Wow . Ich komme aber leider nicht weiter bei der Methode getPrice. Also ich muss ja den Array von products absuchen, aber ich verstehe nicht genau wie ich das getPrice da reinbringen soll. 
Die Syntax macht mich zu schaffen .


----------



## Javinner (18. Nov 2017)

Obesjana hat gesagt.:


> Wow . Ich komme aber leider nicht weiter bei der Methode getPrice.
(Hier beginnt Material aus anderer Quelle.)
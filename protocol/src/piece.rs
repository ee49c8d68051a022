//! 棋子定义

use serde::{Deserialize, Serialize};

use crate::constants::BOARD_SIZE;
use crate::error::ChessError;

/// 棋子类型
#[derive(Debug, Clone, Copy, PartialEq, Eq, Hash, Serialize, Deserialize)]
#[serde(rename_all = "lowercase")]
pub enum FigureKind {
    Pawn,
    Rook,
    Knight,
    Bishop,
    Queen,
    King,
}

impl FigureKind {
    /// 线上/快照中使用的名称
    pub fn name(&self) -> &'static str {
        match self {
            FigureKind::Pawn => "pawn",
            FigureKind::Rook => "rook",
            FigureKind::Knight => "knight",
            FigureKind::Bishop => "bishop",
            FigureKind::Queen => "queen",
            FigureKind::King => "king",
        }
    }

    /// 从名称解析（不区分大小写）
    pub fn from_name(name: &str) -> Result<FigureKind, ChessError> {
        match name.to_ascii_lowercase().as_str() {
            "pawn" => Ok(FigureKind::Pawn),
            "rook" => Ok(FigureKind::Rook),
            "knight" => Ok(FigureKind::Knight),
            "bishop" => Ok(FigureKind::Bishop),
            "queen" => Ok(FigureKind::Queen),
            "king" => Ok(FigureKind::King),
            _ => Err(ChessError::UnknownFigure(name.to_string())),
        }
    }

    /// 兵升变可选的目标类型
    pub fn is_promotion_target(&self) -> bool {
        matches!(
            self,
            FigureKind::Rook | FigureKind::Knight | FigureKind::Bishop | FigureKind::Queen
        )
    }
}

impl std::fmt::Display for FigureKind {
    fn fmt(&self, f: &mut std::fmt::Formatter<'_>) -> std::fmt::Result {
        f.write_str(self.name())
    }
}

/// 阵营
#[derive(Debug, Clone, Copy, PartialEq, Eq, Hash, Serialize, Deserialize)]
pub enum Color {
    /// 白方（先手，在下方，y=6..7）
    White,
    /// 黑方（后手，在上方，y=0..1）
    Black,
}

impl Color {
    /// 获取对方阵营
    pub fn opponent(&self) -> Color {
        match self {
            Color::White => Color::Black,
            Color::Black => Color::White,
        }
    }

    /// 回合计数的奇偶决定走子方：奇数白方，偶数黑方
    pub fn for_turn(turn: u32) -> Color {
        if turn % 2 == 0 {
            Color::Black
        } else {
            Color::White
        }
    }

    /// 展示用名称（"White" / "Black"）
    pub fn fancy_name(&self) -> &'static str {
        match self {
            Color::White => "White",
            Color::Black => "Black",
        }
    }

    /// 线上名称（"WHITE" / "BLACK"）
    pub fn wire_name(&self) -> &'static str {
        match self {
            Color::White => "WHITE",
            Color::Black => "BLACK",
        }
    }

    /// 从线上名称解析（不区分大小写）
    pub fn from_wire(name: &str) -> Option<Color> {
        match name.trim().to_ascii_uppercase().as_str() {
            "WHITE" => Some(Color::White),
            "BLACK" => Some(Color::Black),
            _ => None,
        }
    }

    /// 兵的前进方向（y 轴增量）
    pub fn forward(&self) -> i8 {
        match self {
            Color::White => -1,
            Color::Black => 1,
        }
    }

    /// 兵的起始行
    pub fn pawn_rank(&self) -> u8 {
        match self {
            Color::White => 6,
            Color::Black => 1,
        }
    }

    /// 可以吃过路兵的行
    pub fn en_passant_rank(&self) -> u8 {
        match self {
            Color::White => 3,
            Color::Black => 4,
        }
    }

    /// 升变行
    pub fn promotion_rank(&self) -> u8 {
        match self {
            Color::White => 0,
            Color::Black => 7,
        }
    }
}

/// 棋盘位置，(0,0) 为 a8，(7,7) 为 h1
#[derive(Debug, Clone, Copy, PartialEq, Eq, Hash, PartialOrd, Ord, Serialize, Deserialize)]
pub struct Position {
    /// 列 (0-7)
    pub x: u8,
    /// 行 (0-7)
    pub y: u8,
}

impl Position {
    /// 创建新位置
    pub fn new(x: i32, y: i32) -> Option<Self> {
        let size = BOARD_SIZE as i32;
        if (0..size).contains(&x) && (0..size).contains(&y) {
            Some(Self {
                x: x as u8,
                y: y as u8,
            })
        } else {
            None
        }
    }

    /// 创建新位置，越界时返回错误
    pub fn checked(x: i32, y: i32) -> Result<Self, ChessError> {
        Self::new(x, y).ok_or(ChessError::InvalidPosition { x, y })
    }

    /// 创建新位置（不检查边界，内部使用）
    pub const fn new_unchecked(x: u8, y: u8) -> Self {
        Self { x, y }
    }

    /// 获取偏移后的位置
    pub fn offset(&self, dx: i8, dy: i8) -> Option<Position> {
        Self::new(self.x as i32 + dx as i32, self.y as i32 + dy as i32)
    }

    /// 转换为数组索引
    pub fn to_index(&self) -> usize {
        self.y as usize * BOARD_SIZE + self.x as usize
    }

    /// 代数记法，例如 (4, 6) -> "e2"
    pub fn to_algebraic(&self) -> String {
        let file = (b'a' + self.x) as char;
        let rank = (b'1' + (7 - self.y)) as char;
        format!("{file}{rank}")
    }

    /// 从代数记法解析
    pub fn from_algebraic(notation: &str) -> Result<Self, ChessError> {
        let bytes = notation.as_bytes();
        if bytes.len() != 2 {
            return Err(ChessError::InvalidNotation(notation.to_string()));
        }
        let x = bytes[0].to_ascii_lowercase() as i32 - b'a' as i32;
        let y = 7 - (bytes[1] as i32 - b'1' as i32);
        Self::new(x, y).ok_or_else(|| ChessError::InvalidNotation(notation.to_string()))
    }
}

impl std::fmt::Display for Position {
    fn fmt(&self, f: &mut std::fmt::Formatter<'_>) -> std::fmt::Result {
        write!(f, "{},{}", self.x, self.y)
    }
}

/// 棋子
///
/// `position` 始终与其所在格子的坐标一致，由 [`crate::Board`] 维护。
#[derive(Debug, Clone, Copy, PartialEq, Eq, Hash)]
pub struct Figure {
    pub kind: FigureKind,
    pub color: Color,
    pub position: Position,
    /// 第一次移动时的回合数，-1 表示从未移动
    pub first_turn: i32,
}

impl Figure {
    /// 创建新棋子
    pub fn new(kind: FigureKind, color: Color, position: Position) -> Self {
        Self {
            kind,
            color,
            position,
            first_turn: -1,
        }
    }

    /// 是否已经移动过
    pub fn has_moved(&self) -> bool {
        self.first_turn >= 0
    }
}

#[cfg(test)]
mod tests {
    use super::*;

    #[test]
    fn test_algebraic_notation() {
        assert_eq!(Position::new_unchecked(4, 6).to_algebraic(), "e2");
        assert_eq!(Position::new_unchecked(0, 0).to_algebraic(), "a8");
        assert_eq!(Position::new_unchecked(7, 7).to_algebraic(), "h1");

        assert_eq!(Position::from_algebraic("e4").unwrap(), Position::new_unchecked(4, 4));
        assert_eq!(Position::from_algebraic("A8").unwrap(), Position::new_unchecked(0, 0));
        assert!(Position::from_algebraic("i1").is_err());
        assert!(Position::from_algebraic("a9").is_err());
        assert!(Position::from_algebraic("e").is_err());
    }

    #[test]
    fn test_position_bounds() {
        assert!(Position::new(0, 0).is_some());
        assert!(Position::new(7, 7).is_some());
        assert!(Position::new(8, 0).is_none());
        assert!(Position::new(0, -1).is_none());
        assert_eq!(
            Position::checked(9, 2),
            Err(ChessError::InvalidPosition { x: 9, y: 2 })
        );
        assert_eq!(Position::new_unchecked(7, 0).offset(1, 0), None);
    }

    #[test]
    fn test_turn_parity() {
        assert_eq!(Color::for_turn(1), Color::White);
        assert_eq!(Color::for_turn(2), Color::Black);
        assert_eq!(Color::for_turn(101), Color::White);
    }

    #[test]
    fn test_color_wire_name() {
        assert_eq!(Color::from_wire("WHITE"), Some(Color::White));
        assert_eq!(Color::from_wire("black"), Some(Color::Black));
        assert_eq!(Color::from_wire("red"), None);
        assert_eq!(Color::Black.wire_name(), "BLACK");
    }

    #[test]
    fn test_figure_kind_names() {
        assert_eq!(FigureKind::from_name("Queen").unwrap(), FigureKind::Queen);
        assert!(matches!(
            FigureKind::from_name("wizard"),
            Err(ChessError::UnknownFigure(_))
        ));
        assert!(!FigureKind::King.is_promotion_target());
        assert!(!FigureKind::Pawn.is_promotion_target());
        assert_eq!(serde_json::to_string(&FigureKind::Knight).unwrap(), "\"knight\"");
    }
}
Also ich muss ja den Array von products absuchen, aber ich verstehe nicht genau wie ich das getPrice da reinbringen soll.
> Die Syntax macht mich zu schaffen .


Was hast du bisher?


----------



## Flown (18. Nov 2017)

Beschreibe es mal in Prosaform wie du es im echten Leben machen würdest, wenn du Produkte mit Preisen in einem Warenkorb hättest.


----------



## Obesjana (18. Nov 2017)

Naja, also wenn mir jemand sagt ich soll im Warenkorb das Produkt aussuchen, was am billigsten ist, dann würde ich jedes Produkt nehmen und den Preis erstmal angucken. Jeden Preis vergleichen und das billigste halt aufschreiben.
Ich kann mir halt eine for schleife mit einer if Anweisung vorstellen.


----------



## Obesjana (18. Nov 2017)

Ich hab halt rumprobiert aber z.b. wenn ich product.getPrice() nehme, steht dass "product" nicht deklariert wurde. Ich bin irgendwie verloren.


----------



## Javinner (18. Nov 2017)

Schau dir das hier an und versuche es nachzuvollziehen.

```
public class Test
{

    public static void main(String[] args)
    {
        int[] number = {6, 1, 23, 43, 645, 2, 33};
        System.out.println(getSmallestNumber(number));
    }

    static int getSmallestNumber(int[] array)
    {
        int smallestNumber = array[0];
        for (int i = 0; i < array.length; i++) {
            if (array[i] < smallestNumber) {
                smallestNumber = array[i];
            }
        }
        return smallestNumber;
    }

}
/** Konsolenausgabe */
1
```


----------



## Javinner (18. Nov 2017)

Obesjana hat gesagt.:
			
		

> Da ich keine Vorkenntnisse habe und ich jetzt wirklich 1 Tag dran sitze


So garnicht oder nicht in Java?


----------



## Obesjana (18. Nov 2017)

vor ab, in der Aufgabe steht auch, das die Methode keine Argumente erwartet, ich glaube das wäre noch wichtig zu erwähnen 
Ok.
Also wir haben einen Array (number) deklariert und initialisieren ihn mit bestimmten Ziffern (6,1,23...). Dann eine Methode die eben die kleinste Ziffer ermittelt. Dabei eine Variable (smallestNumber) initialisiert array[0]. eine for schleife wo die länge überprüft wird und bei jedem gang um 1 erhöht wird. in der for-schleife eine if anweisung die besagt, wenn array_ kleiner als die Variable smallestNumber ist, die Variable eine neue Zuweisung bekommt (in dem Fall array. Am ende soll die Mehtode die Variable eben zurückgeben.
Müsste der Array nicht "number" heißen?
Jedenfalls verstehe ich schon den Ablauf, er soll in jedem Index überprüfen, ob dieser Index kleiner als die Variable ist, aber ich verstehe die variable nicht irgendwie. Warum array[0] ?_


----------



## Obesjana (18. Nov 2017)

Javinner hat gesagt.:


> So garnicht oder nicht in Java?


Also ich habe php vorher gemacht, aber in Java sehe ich nur Fragezeichen, zumindest was die ganze Syntax mit "public, private, String, int" oder Methoden aufrufe eben angeht.


----------



## Javinner (18. Nov 2017)

@Obesjana
Na das sieht doch schon nicht schlecht aus.


> _Warum array[0] _


Var smallestNumber muss initialisiert werden.
So bekommt diese die erste Ziffer des Arrays und, wenn den der Fall eintreten sollte, dass eine Zahl noch kleiner ist, als eben die erste Zahl im Array, ergo Var smallestNumber
, wird dieser Wert in der Var smallestNumber festgehalten.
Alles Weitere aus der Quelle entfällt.